____ INPUT
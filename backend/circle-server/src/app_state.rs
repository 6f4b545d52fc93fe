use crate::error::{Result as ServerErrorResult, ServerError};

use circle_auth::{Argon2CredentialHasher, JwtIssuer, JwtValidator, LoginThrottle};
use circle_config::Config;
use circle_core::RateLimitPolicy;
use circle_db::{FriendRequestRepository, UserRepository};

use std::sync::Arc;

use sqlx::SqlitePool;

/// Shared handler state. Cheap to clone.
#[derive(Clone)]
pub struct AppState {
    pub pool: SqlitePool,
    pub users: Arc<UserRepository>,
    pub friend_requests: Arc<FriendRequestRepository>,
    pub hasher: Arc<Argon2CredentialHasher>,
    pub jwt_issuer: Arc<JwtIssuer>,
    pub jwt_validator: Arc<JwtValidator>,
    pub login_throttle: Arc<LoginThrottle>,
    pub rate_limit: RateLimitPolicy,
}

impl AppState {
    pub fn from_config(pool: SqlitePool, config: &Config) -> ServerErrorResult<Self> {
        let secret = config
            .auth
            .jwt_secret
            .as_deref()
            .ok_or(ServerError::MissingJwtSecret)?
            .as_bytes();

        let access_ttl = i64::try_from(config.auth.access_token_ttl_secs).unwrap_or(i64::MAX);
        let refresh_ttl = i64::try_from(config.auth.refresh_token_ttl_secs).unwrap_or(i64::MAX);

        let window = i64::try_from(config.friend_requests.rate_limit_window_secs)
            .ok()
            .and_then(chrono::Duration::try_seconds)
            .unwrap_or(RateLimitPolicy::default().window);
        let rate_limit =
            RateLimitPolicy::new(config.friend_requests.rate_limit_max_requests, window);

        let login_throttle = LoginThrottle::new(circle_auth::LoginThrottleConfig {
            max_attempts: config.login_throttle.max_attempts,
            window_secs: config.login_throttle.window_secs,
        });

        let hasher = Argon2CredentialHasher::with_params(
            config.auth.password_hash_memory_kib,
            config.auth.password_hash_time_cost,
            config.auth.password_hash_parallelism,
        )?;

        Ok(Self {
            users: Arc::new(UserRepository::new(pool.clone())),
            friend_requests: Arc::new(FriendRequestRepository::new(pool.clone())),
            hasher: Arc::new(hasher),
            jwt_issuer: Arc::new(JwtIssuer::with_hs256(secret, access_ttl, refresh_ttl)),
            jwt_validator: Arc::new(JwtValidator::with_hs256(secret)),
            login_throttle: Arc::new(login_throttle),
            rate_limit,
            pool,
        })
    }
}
________
## EXERCISE BRIEF
Output the records above exactly, from their first line through the line that contains "use sqlx::SqlitePool;", and add nothing.

## SOLUTION
filename backend/circle-server/src/app_state.rs
repository 6f4b545d52fc93fe
use crate::error::{Result as ServerErrorResult, ServerError};

use circle_auth::{Argon2CredentialHasher, JwtIssuer, JwtValidator, LoginThrottle};
use circle_config::Config;
use circle_core::RateLimitPolicy;
use circle_db::{FriendRequestRepository, UserRepository};

use std::sync::Arc;

use sqlx::SqlitePool;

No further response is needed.